September 2015

Annual emergency care for DFUs tops $8B, complications plague rural poor

In the moment: Diabetes

By Emily Delzell

Diabetic foot ulcers (DFUs) cost $8.78 billion per year in emergency department (ED) care and subsequent inpatient admissions, with the rural poor at particularly high risk for serious complications, according to research from the Southern Arizona Limb Salvage Alliance at the University of Arizona in Tucson.

The investigators used Agen­cy for Healthcare Research and Quality data on healthcare costs from 2006-2010 ED discharge records of 1,019,861 patients (mean age 62.5 years, 40.6% women) with any DFU diagnosis. They conducted multivariable analyses for clinical outcomes of patient dispositions from the ED (81.2% were admitted), demographic and socioeconomic characteristics, and comorbidities.

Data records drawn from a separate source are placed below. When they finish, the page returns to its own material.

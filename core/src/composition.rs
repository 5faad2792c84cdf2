//! Embedding child reducers in a parent screen.
//!
//! A screen owns the state of the generic reducers it is built from (a list
//! reconciler, an edit workflow) and wraps their actions in its own action
//! enum. [`scope`] runs a child on its slice of state and lifts the effects
//! it returns so their feedback actions come back wrapped.
//!
//! ```
//! use larder_core::composition::scope;
//! use larder_core::{effect::Effect, reducer::Reducer, smallvec, SmallVec};
//!
//! #[derive(Clone, Debug)]
//! enum Counter {
//!     Bump,
//! }
//!
//! #[derive(Clone, Debug)]
//! enum Screen {
//!     Counter(Counter),
//! }
//!
//! struct CounterReducer;
//!
//! impl Reducer for CounterReducer {
//!     type State = u32;
//!     type Action = Counter;
//!     type Environment = ();
//!
//!     fn reduce(&self, state: &mut u32, _action: Counter, _env: &()) -> SmallVec<[Effect<Counter>; 4]> {
//!         *state += 1;
//!         smallvec![Effect::None]
//!     }
//! }
//!
//! let mut count = 0;
//! let effects = scope(&CounterReducer, &mut count, Counter::Bump, &(), Screen::Counter);
//! assert_eq!(count, 1);
//! assert!(effects.iter().all(Effect::is_none));
//! ```

use crate::effect::Effect;
use crate::reducer::Reducer;
use smallvec::SmallVec;

/// Lift child effects into the parent's action type.
#[must_use]
pub fn lift<C, P, F>(effects: SmallVec<[Effect<C>; 4]>, embed: F) -> SmallVec<[Effect<P>; 4]>
where
    C: Send + 'static,
    P: Send + 'static,
    F: Fn(C) -> P + Clone + Send + Sync + 'static,
{
    effects.into_iter().map(|effect| effect.map(embed.clone())).collect()
}

/// Run `reducer` on a slice of the parent's state and lift its effects.
pub fn scope<R, P, F>(
    reducer: &R,
    state: &mut R::State,
    action: R::Action,
    env: &R::Environment,
    embed: F,
) -> SmallVec<[Effect<P>; 4]>
where
    R: Reducer,
    R::Action: Send + 'static,
    P: Send + 'static,
    F: Fn(R::Action) -> P + Clone + Send + Sync + 'static,
{
    lift(reducer.reduce(state, action, env), embed)
}

#[cfg(test)]
mod tests {
    use super::*;
    use crate::smallvec;
    use std::time::Duration;

    #[derive(Debug, Clone, PartialEq)]
    enum Child {
        Dismiss(u64),
    }

    #[derive(Debug, Clone, PartialEq)]
    enum Parent {
        Child(Child),
    }

    #[test]
    fn lift_wraps_every_effect() {
        let effects: SmallVec<[Effect<Child>; 4]> = smallvec![
            Effect::None,
            Effect::Delay {
                duration: Duration::from_millis(1),
                action: Box::new(Child::Dismiss(3)),
            },
        ];

        let lifted = lift(effects, Parent::Child);

        assert_eq!(lifted.len(), 2);
        assert!(matches!(
            &lifted[1],
            Effect::Delay { action, .. } if **action == Parent::Child(Child::Dismiss(3))
        ));
    }
}
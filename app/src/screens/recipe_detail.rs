//! Recipe detail: one recipe and its ingredients.
//!
//! The recipe and the ingredient list are fetched in parallel. The recipe
//! follows bus updates for its own id; if it is deleted elsewhere the screen
//! shows it as gone.

use crate::environment::AppEnvironment;
use crate::notice::{NoticeLevel, NoticeSlot};
use crate::reconciler::{ListAction, ListPhase, ListReducer, ListState};
use crate::resource::{AppMutation, Entity, ResourceKind};
use crate::workflow::{WorkflowAction, WorkflowReducer, WorkflowState};
use larder_client::{GatewayError, Id, Ingredient, Recipe};
use larder_core::bus::Mutation;
use larder_core::composition::scope;
use larder_core::effect::Effect;
use larder_core::reducer::Reducer;
use larder_core::{async_call, smallvec, SmallVec};
use std::sync::Arc;

/// Recipe detail state.
#[derive(Debug, Clone)]
pub struct RecipeDetailState {
    /// Recipe shown
    pub recipe_id: Id,
    /// Its current value, once fetched
    pub recipe: Option<Recipe>,
    /// Progress of the recipe fetch
    pub phase: ListPhase,
    /// The recipe was deleted while open
    pub deleted: bool,
    /// Ingredients of this recipe
    pub ingredients: ListState<Ingredient>,
    /// Ingredient create/edit/delete panel
    pub workflow: WorkflowState<Ingredient>,
    /// Recipe fetch notices
    pub notice: NoticeSlot,
    ticket: u64,
}

impl RecipeDetailState {
    /// Detail for `recipe_id`, nothing fetched yet
    #[must_use]
    pub fn new(recipe_id: Id) -> Self {
        Self {
            ingredients: ListState::new(recipe_id.clone()),
            workflow: WorkflowState::new(recipe_id.clone()),
            recipe_id,
            recipe: None,
            phase: ListPhase::Loading,
            deleted: false,
            notice: NoticeSlot::default(),
            ticket: 0,
        }
    }
}

/// Recipe detail input.
#[derive(Debug, Clone)]
pub enum RecipeDetailAction {
    /// Fetch the recipe and its ingredients
    Load,
    /// Recipe arrived
    RecipeLoaded {
        /// Request this reply belongs to
        ticket: u64,
        /// The recipe
        recipe: Recipe,
    },
    /// Recipe fetch failed
    RecipeFailed {
        /// Request this reply belongs to
        ticket: u64,
        /// What went wrong
        error: GatewayError,
    },
    /// Ingredient list input
    Ingredients(ListAction<Ingredient>),
    /// Bus announcement
    Bus(AppMutation),
    /// Panel input
    Workflow(WorkflowAction<Ingredient>),
    /// Notice timer expired
    DismissNotice(u64),
}

/// Reducer for [`RecipeDetailState`].
#[derive(Debug, Clone, Copy, Default)]
pub struct RecipeDetailReducer;

impl RecipeDetailReducer {
    fn ingredients(
        state: &mut RecipeDetailState,
        action: ListAction<Ingredient>,
        env: &AppEnvironment,
    ) -> SmallVec<[Effect<RecipeDetailAction>; 4]> {
        scope(
            &ListReducer::<Ingredient>::new(),
            &mut state.ingredients,
            action,
            env,
            RecipeDetailAction::Ingredients,
        )
    }

    fn follow(state: &mut RecipeDetailState, mutation: &AppMutation) {
        match mutation {
            Mutation::Updated(Entity::Recipe(recipe)) if recipe.id == state.recipe_id => {
                state.recipe = Some(recipe.clone());
            },
            Mutation::Deleted(key) if key.kind == ResourceKind::Recipe && key.id == state.recipe_id => {
                tracing::debug!(recipe = %state.recipe_id, "Open recipe deleted");
                state.recipe = None;
                state.deleted = true;
            },
            _ => {},
        }
    }
}

impl Reducer for RecipeDetailReducer {
    type State = RecipeDetailState;
    type Action = RecipeDetailAction;
    type Environment = AppEnvironment;

    fn reduce(
        &self,
        state: &mut RecipeDetailState,
        action: RecipeDetailAction,
        env: &AppEnvironment,
    ) -> SmallVec<[Effect<RecipeDetailAction>; 4]> {
        match action {
            RecipeDetailAction::Load => {
                state.ticket += 1;
                state.phase = ListPhase::Loading;
                let ticket = state.ticket;
                let gateway = Arc::clone(&env.gateway);
                let id = state.recipe_id.clone();
                let recipe = async_call! {
                    call: gateway.get_recipe(&id),
                    on_success: |recipe| Some(RecipeDetailAction::RecipeLoaded { ticket, recipe }),
                    on_error: |error| Some(RecipeDetailAction::RecipeFailed { ticket, error })
                };

                let mut parallel = vec![recipe];
                parallel.extend(Self::ingredients(state, ListAction::Load, env));
                smallvec![Effect::merge(parallel)]
            },

            RecipeDetailAction::RecipeLoaded { ticket, recipe } => {
                if ticket == state.ticket && !state.deleted {
                    state.recipe = Some(recipe);
                    state.phase = ListPhase::Ready;
                }
                smallvec![Effect::None]
            },

            RecipeDetailAction::RecipeFailed { ticket, error } => {
                if ticket != state.ticket {
                    return smallvec![Effect::None];
                }
                tracing::warn!(recipe = %state.recipe_id, %error, "Recipe fetch failed");
                state.phase = ListPhase::Failed;
                smallvec![state.notice.show(
                    NoticeLevel::Failure,
                    "Failed to retrieve recipe",
                    env.notice_ttl,
                    RecipeDetailAction::DismissNotice
                )]
            },

            RecipeDetailAction::Ingredients(action) => Self::ingredients(state, action, env),

            RecipeDetailAction::Bus(mutation) => {
                Self::follow(state, &mutation);
                Self::ingredients(state, ListAction::Bus(mutation), env)
            },

            RecipeDetailAction::Workflow(action) => scope(
                &WorkflowReducer::<Ingredient>::new(),
                &mut state.workflow,
                action,
                env,
                RecipeDetailAction::Workflow,
            ),

            RecipeDetailAction::DismissNotice(id) => {
                state.notice.dismiss(id);
                smallvec![Effect::None]
            },
        }
    }
}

Rural residence was associated with higher adjusted odds of major amputation (+51.3%), minor amputation (+14.9%), and inpatient death (+41.4%). Investigators also observed independently increased odds of major amputation among Medicaid recipi- ents (+21.1% versus Medicare) and the lowest income quartile regions (+38.5% versus highest quartile regions). PLOS One epublished the results on August 6.

The authors suggested improved systems for screening, prevention, and coordinated care of diabetic foot problems could lower ED related costs.


Skrepnek GH, Mills JL, Armstrong DG. A diabetic emergency one million feet long: disparities and burdens of illness among diabetic foot ulcer cases within emergency departments in the United States, 2006–2010. PLOS One 2015;10(8):e0134914.